“The tall clock only tocked, never ticked, Noël had said.”
The beautifully atmospheric riverside weir of a house as substantive story of Catherine, who paints and draws, as she revisits the family, Noël’s mother Mrs Ingrams and Noël’s (now seen to be vaguely lookalike) brother Esmé — a place and people that she once visited with her beloved Noël before he died in a car accident… and also there towards the end of the visit is Esmé’s petrol can fibbing friend Freddie, another painter, and tussles with a dangerous snake that turns out to a harmless one.
You can imagine in your mind’s eye by a preternatural instinct many of the interactions here, the beauty of Mrs Ingrams as an older version of Noël, Catherine’s approchement with more taciturn Esmé as seen to be devised by Mrs Ingrams, a sort of ambush that seems as nothing when compared to that of Mrs Ingrams’s potential farewell at the end in the form of perhaps a Sapphic kiss and hug? You can imagine also the Bowenesque accoutrements of river and house, and conversations. A major work and please revisit some of it with me below…
“The nearest she had got to that, she reflected, was once sketching his foot when he was lying on the lawn after swimming. She had been drawing the gable of the boathouse and branches of a chestnut tree and, for some reason turning to look at him, began on a corner of the paper to draw his foot with its bony ankle and raised veins.”
She erased Noël’s foot at the time of drawing it – with a dragonfly et al.
First elbow-trigger, as Mrs Ingrams perhaps commences the approchement of Catherine with Esmé…
“‘Don’t defer it, or try to pay off in instalments,’ Mrs Ingram said. ‘One only pays more in the end.’ She sat so still with her elbow among the litter of leaves on the table and her cheek resting on her hand.”

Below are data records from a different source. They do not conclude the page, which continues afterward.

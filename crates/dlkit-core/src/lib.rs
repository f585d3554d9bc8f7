//! dlkit core - download engine
//!
//! This crate downloads HTTP resources to files. A [`DownloadTask`] handles a
//! single transfer with byte-range resume, retries, pause and cancellation; a
//! [`Scheduler`] runs many tasks with a concurrency bound and reports batch
//! progress. Settings are persisted by [`SettingsStore`].

mod engine;
mod error;
mod storage;

pub use engine::*;
pub use error::*;
pub use storage::*;

pub use dlkit_types as types;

“…a great, bracing, visionary ill.” —
“Mrs Ingram was brisk, as if now Catherine was disposed of for the morning. This was unlike her, Esmé thought: but his mother was definitely up to something and he wondered for whom ill was boded, Catherine or himself. Some wonderful ill, no doubt, he thought; done for one’s good; a great, bracing, visionary ill.”
The second elbow-trigger as the approchement with Esmé commences…

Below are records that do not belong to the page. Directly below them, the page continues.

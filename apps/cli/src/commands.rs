//! CLI command implementations

use crate::output::{file_name_for, format_bytes, format_eta, format_speed, print_output};
use crate::platform::ConsolePlatform;
use crate::progress::ProgressView;
use crate::{ConfigAction, GetArgs, OutputFormat};
use anyhow::{bail, Result};
use console::style;
use dlkit_core::{get_setting, set_setting, Scheduler, SchedulerConfig, SettingsStore};
use dlkit_types::{DownloadStatus, TaskReport};
use std::sync::Arc;
use tokio::sync::mpsc;
use tokio_util::sync::CancellationToken;

// ============================================================================
// Download Commands
// ============================================================================

pub async fn get(store: &SettingsStore, args: GetArgs, format: OutputFormat) -> Result<()> {
    if args.tag.is_some() && args.urls.len() > 1 {
        bail!("--tag can only be used with a single URL");
    }

    let settings = store.load().await?;
    let mut config = SchedulerConfig::from(&settings);
    config.exit_when_idle = true;
    if let Some(concurrency) = args.concurrency {
        config.max_concurrency = concurrency.max(1);
    }
    if let Some(retries) = args.retries {
        config.task_options.max_retries = retries;
    }

    let destination = args.output.unwrap_or(settings.download_dir.clone());
    let (event_tx, mut event_rx) = mpsc::unbounded_channel();
    let scheduler = Scheduler::new(config)?.with_event_sink(Arc::new(event_tx));

    let view = ProgressView::new(format == OutputFormat::Human);
    scheduler.set_platform_handler(Arc::new(ConsolePlatform::new(
        settings.notification.clone(),
        view.overall(),
    )));

    let mut tasks = Vec::with_capacity(args.urls.len());
    for url in &args.urls {
        let mut task = scheduler.build_task(url.as_str(), destination.join(file_name_for(url)?));
        if let Some(tag) = &args.tag {
            task = task.with_tag(tag.as_str());
        }
        let task = Arc::new(task);
        view.add_task(&task).await;
        tasks.push(task);
    }
    scheduler.add_tasks(tasks.iter().cloned());

    let token = CancellationToken::new();
    tokio::spawn({
        let token = token.clone();
        async move {
            if tokio::signal::ctrl_c().await.is_ok() {
                token.cancel();
            }
        }
    });
    scheduler.start_with_token(token)?;

    let finished = scheduler.wait();
    tokio::pin!(finished);
    loop {
        tokio::select! {
            Some(event) = event_rx.recv() => view.handle_event(&event).await,
            _ = &mut finished => break,
        }
    }
    while let Ok(event) = event_rx.try_recv() {
        view.handle_event(&event).await;
    }
    if format != OutputFormat::Human {
        view.clear().await;
    }

    let reports: Vec<TaskReport> = tasks.iter().map(|task| task.report()).collect();
    print_reports(&reports, format)?;

    let failed = reports
        .iter()
        .filter(|r| r.status != DownloadStatus::Completed)
        .count();
    if failed > 0 {
        bail!("{} of {} download(s) did not complete", failed, reports.len());
    }
    Ok(())
}

fn print_reports(reports: &[TaskReport], format: OutputFormat) -> Result<()> {
    match format {
        OutputFormat::Json => {
            println!("{}", serde_json::to_string_pretty(reports)?);
        }
        OutputFormat::Table => {
            use tabled::{Table, Tabled};

            #[derive(Tabled)]
            struct DownloadRow {
                tag: String,
                status: String,
                size: String,
                retries: u32,
                path: String,
            }

            let rows: Vec<DownloadRow> = reports
                .iter()
                .map(|r| DownloadRow {
                    tag: r.tag.clone(),
                    status: match r.error {
                        Some(kind) => format!("{} ({})", r.status, kind),
                        None => r.status.to_string(),
                    },
                    size: format_bytes(r.progress.bytes_downloaded),
                    retries: r.retry_count,
                    path: r.save_path.display().to_string(),
                })
                .collect();

            println!("{}", Table::new(rows));
        }
        OutputFormat::Human => {
            println!();
            for report in reports {
                print_report_summary(report);
            }
        }
    }
    Ok(())
}

fn print_report_summary(report: &TaskReport) {
    let status_icon = match report.status {
        DownloadStatus::Completed => style("✓").green(),
        DownloadStatus::Downloading => style("↓").cyan(),
        DownloadStatus::Paused => style("⏸").yellow(),
        DownloadStatus::Failed => style("✗").red(),
        DownloadStatus::Cancelled => style("○").dim(),
        DownloadStatus::Pending => style("·").dim(),
    };

    println!(
        "{} {} {} [{}]",
        status_icon,
        style(&report.tag).bold(),
        style(format_bytes(report.progress.bytes_downloaded)).dim(),
        style(report.status).dim()
    );
    println!("    URL: {}", report.url);
    println!("    Saved to: {}", report.save_path.display());
    if report.retry_count > 0 {
        println!("    Retries: {}", report.retry_count);
    }
    if let Some(error) = report.error {
        println!("    Error: {}", style(error).red());
    }
    if report.status == DownloadStatus::Paused {
        println!(
            "    Stopped at {} ({}, eta {})",
            format_bytes(report.progress.bytes_downloaded),
            format_speed(report.progress.speed),
            format_eta(report.progress.eta())
        );
    }
}

// ============================================================================
// Config Commands
// ============================================================================

pub async fn config_action(
    store: &SettingsStore,
    action: Option<ConfigAction>,
    format: OutputFormat,
) -> Result<()> {
    match action {
        None | Some(ConfigAction::Show) => {
            let settings = store.load().await?;

            match format {
                OutputFormat::Json => {
                    println!("{}", serde_json::to_string_pretty(&settings)?);
                }
                _ => {
                    println!("dlkit Configuration ({}):", store.path().display());
                    println!();
                    println!("  Download directory: {}", settings.download_dir.display());
                    println!(
                        "  Max concurrent downloads: {}",
                        settings.max_concurrent_downloads
                    );
                    println!(
                        "  Retries: {} (delay {} ms)",
                        settings.max_retries, settings.retry_delay_ms
                    );
                    println!("  Buffer size: {}", format_bytes(settings.buffer_size as u64));
                    println!(
                        "  Timeouts: connect {} ms, read {} ms",
                        settings.connect_timeout_ms, settings.read_timeout_ms
                    );
                    println!("  User agent: {}", settings.user_agent);
                    println!("  Resume after pause: {}", settings.resume_on_pause);
                    println!(
                        "  Notifications: {} ({:?})",
                        settings.notification.show_notification,
                        settings.notification.display_mode
                    );
                }
            }
        }

        Some(ConfigAction::Get { key }) => {
            let settings = store.load().await?;
            let value = get_setting(&settings, &key)?;
            match (&value, format) {
                (serde_json::Value::String(s), OutputFormat::Human) => println!("{}", s),
                _ => print_output(&value, format)?,
            }
        }

        Some(ConfigAction::Set { key, value }) => {
            let settings = store.load().await?;
            let updated = set_setting(&settings, &key, &value)?;
            store.save(&updated).await?;
            println!("{} Config updated", style("✓").green().bold());
        }

        Some(ConfigAction::Reset { yes }) => {
            use dialoguer::Confirm;

            let confirmed = yes
                || Confirm::new()
                    .with_prompt("Reset all settings to defaults?")
                    .default(false)
                    .interact()?;

            if confirmed {
                store.reset().await?;
                println!("{} Settings reset to defaults", style("✓").green().bold());
            }
        }
    }

    Ok(())
}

“She rested her elbows on the drawing-board and covered her eyes with her hands, waiting for this moment to pass. Esmé, going along the tow-path to the pub, saw her before she heard his footsteps”
… then a different trigger of two darts bullseyes she throws in one go by fluke inside the pub!…
Later, “The same pop-eyed old codger who was selling the bull’s-eyes”, as part of the charmer and chancer Freddie’s lies about his excuse for missing lunch!
His virtuoso paintings compared to Catherine’s.
The river “locks” of time, as an Aickman-like Zeno’s Paradox wading of time to keep it longer if one needs, and to resonate with the weird weir’s resistance to flow? “white ghosts rose off the weir.”
“The dead can become too important, just by dying.”
“She wondered if she would have to face some overpowering monument, for death is alien enough in itself without some of the things which are done afterwards as being appropriate.”
“…‘We are under the same roof.’ She had known how beautiful it can be to come to the close of the day and lie down in bed, thinking those words. Then the house itself became haunted, enchanted, spellbound with love.”